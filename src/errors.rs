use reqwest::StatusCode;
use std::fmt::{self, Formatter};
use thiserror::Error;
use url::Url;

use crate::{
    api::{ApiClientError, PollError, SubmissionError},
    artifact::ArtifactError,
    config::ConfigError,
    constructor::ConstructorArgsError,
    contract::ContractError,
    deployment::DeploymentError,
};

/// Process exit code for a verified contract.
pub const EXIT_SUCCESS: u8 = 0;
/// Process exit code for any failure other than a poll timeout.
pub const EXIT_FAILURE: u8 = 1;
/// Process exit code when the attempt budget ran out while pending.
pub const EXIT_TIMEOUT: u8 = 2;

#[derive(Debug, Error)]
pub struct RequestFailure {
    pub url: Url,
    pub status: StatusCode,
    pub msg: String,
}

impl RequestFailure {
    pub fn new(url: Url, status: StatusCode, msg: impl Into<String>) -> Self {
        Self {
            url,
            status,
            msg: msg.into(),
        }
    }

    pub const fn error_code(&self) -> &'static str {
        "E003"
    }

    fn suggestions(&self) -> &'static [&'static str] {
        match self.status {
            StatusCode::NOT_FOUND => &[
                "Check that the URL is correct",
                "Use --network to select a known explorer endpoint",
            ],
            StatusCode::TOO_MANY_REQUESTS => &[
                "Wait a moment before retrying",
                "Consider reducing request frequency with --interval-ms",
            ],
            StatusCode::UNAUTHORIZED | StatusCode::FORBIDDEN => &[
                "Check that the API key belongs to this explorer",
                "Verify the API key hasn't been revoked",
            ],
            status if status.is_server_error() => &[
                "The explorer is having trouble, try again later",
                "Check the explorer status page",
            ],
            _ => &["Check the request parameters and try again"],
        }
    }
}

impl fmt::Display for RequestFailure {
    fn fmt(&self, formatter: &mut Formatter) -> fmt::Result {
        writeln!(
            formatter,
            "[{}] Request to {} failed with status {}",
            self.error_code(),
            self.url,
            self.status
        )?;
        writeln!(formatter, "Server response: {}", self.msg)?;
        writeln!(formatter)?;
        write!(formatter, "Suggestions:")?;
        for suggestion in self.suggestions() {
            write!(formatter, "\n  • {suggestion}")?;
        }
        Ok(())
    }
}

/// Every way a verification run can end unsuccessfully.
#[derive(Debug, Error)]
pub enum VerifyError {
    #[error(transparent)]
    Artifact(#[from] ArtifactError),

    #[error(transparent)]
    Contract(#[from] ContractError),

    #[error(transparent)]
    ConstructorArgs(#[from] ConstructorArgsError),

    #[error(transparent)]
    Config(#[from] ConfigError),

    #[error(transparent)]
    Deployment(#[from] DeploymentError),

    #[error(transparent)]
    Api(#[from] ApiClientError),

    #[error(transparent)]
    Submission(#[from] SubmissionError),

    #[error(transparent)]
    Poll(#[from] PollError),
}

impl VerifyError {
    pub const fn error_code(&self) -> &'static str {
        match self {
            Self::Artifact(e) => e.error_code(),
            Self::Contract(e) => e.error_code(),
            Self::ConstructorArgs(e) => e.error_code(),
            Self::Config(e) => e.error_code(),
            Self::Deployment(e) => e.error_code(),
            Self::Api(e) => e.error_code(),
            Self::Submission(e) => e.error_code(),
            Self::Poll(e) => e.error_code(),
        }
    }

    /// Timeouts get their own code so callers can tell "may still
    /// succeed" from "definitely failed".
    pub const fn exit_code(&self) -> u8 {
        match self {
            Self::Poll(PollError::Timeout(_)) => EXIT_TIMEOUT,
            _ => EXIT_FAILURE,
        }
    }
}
____________
• _Action item_:
Which lines should be output? Exactly those from the first line of the data through the line containing "impl fmt::Display for", inclusive.

• _Response to the task_:
filename src/errors.rs
use reqwest::StatusCode;
use std::fmt::{self, Formatter};
use thiserror::Error;
use url::Url;

use crate::{
    api::{ApiClientError, PollError, SubmissionError},
    artifact::ArtifactError,
    config::ConfigError,
    constructor::ConstructorArgsError,
    contract::ContractError,
    deployment::DeploymentError,
};

/// Process exit code for a verified contract.
pub const EXIT_SUCCESS: u8 = 0;
/// Process exit code for any failure other than a poll timeout.
pub const EXIT_FAILURE: u8 = 1;
/// Process exit code when the attempt budget ran out while pending.
pub const EXIT_TIMEOUT: u8 = 2;

#[derive(Debug, Error)]
pub struct RequestFailure {
    pub url: Url,
    pub status: StatusCode,
    pub msg: String,
}

impl RequestFailure {
    pub fn new(url: Url, status: StatusCode, msg: impl Into<String>) -> Self {
        Self {
            url,
            status,
            msg: msg.into(),
        }
    }

    pub const fn error_code(&self) -> &'static str {
        "E003"
    }

    fn suggestions(&self) -> &'static [&'static str] {
        match self.status {
            StatusCode::NOT_FOUND => &[
                "Check that the URL is correct",
                "Use --network to select a known explorer endpoint",
            ],
            StatusCode::TOO_MANY_REQUESTS => &[
                "Wait a moment before retrying",
                "Consider reducing request frequency with --interval-ms",
            ],
            StatusCode::UNAUTHORIZED | StatusCode::FORBIDDEN => &[
                "Check that the API key belongs to this explorer",
                "Verify the API key hasn't been revoked",
            ],
            status if status.is_server_error() => &[
                "The explorer is having trouble, try again later",
                "Check the explorer status page",
            ],
            _ => &["Check the request parameters and try again"],
        }
    }
}

impl fmt::Display for RequestFailure {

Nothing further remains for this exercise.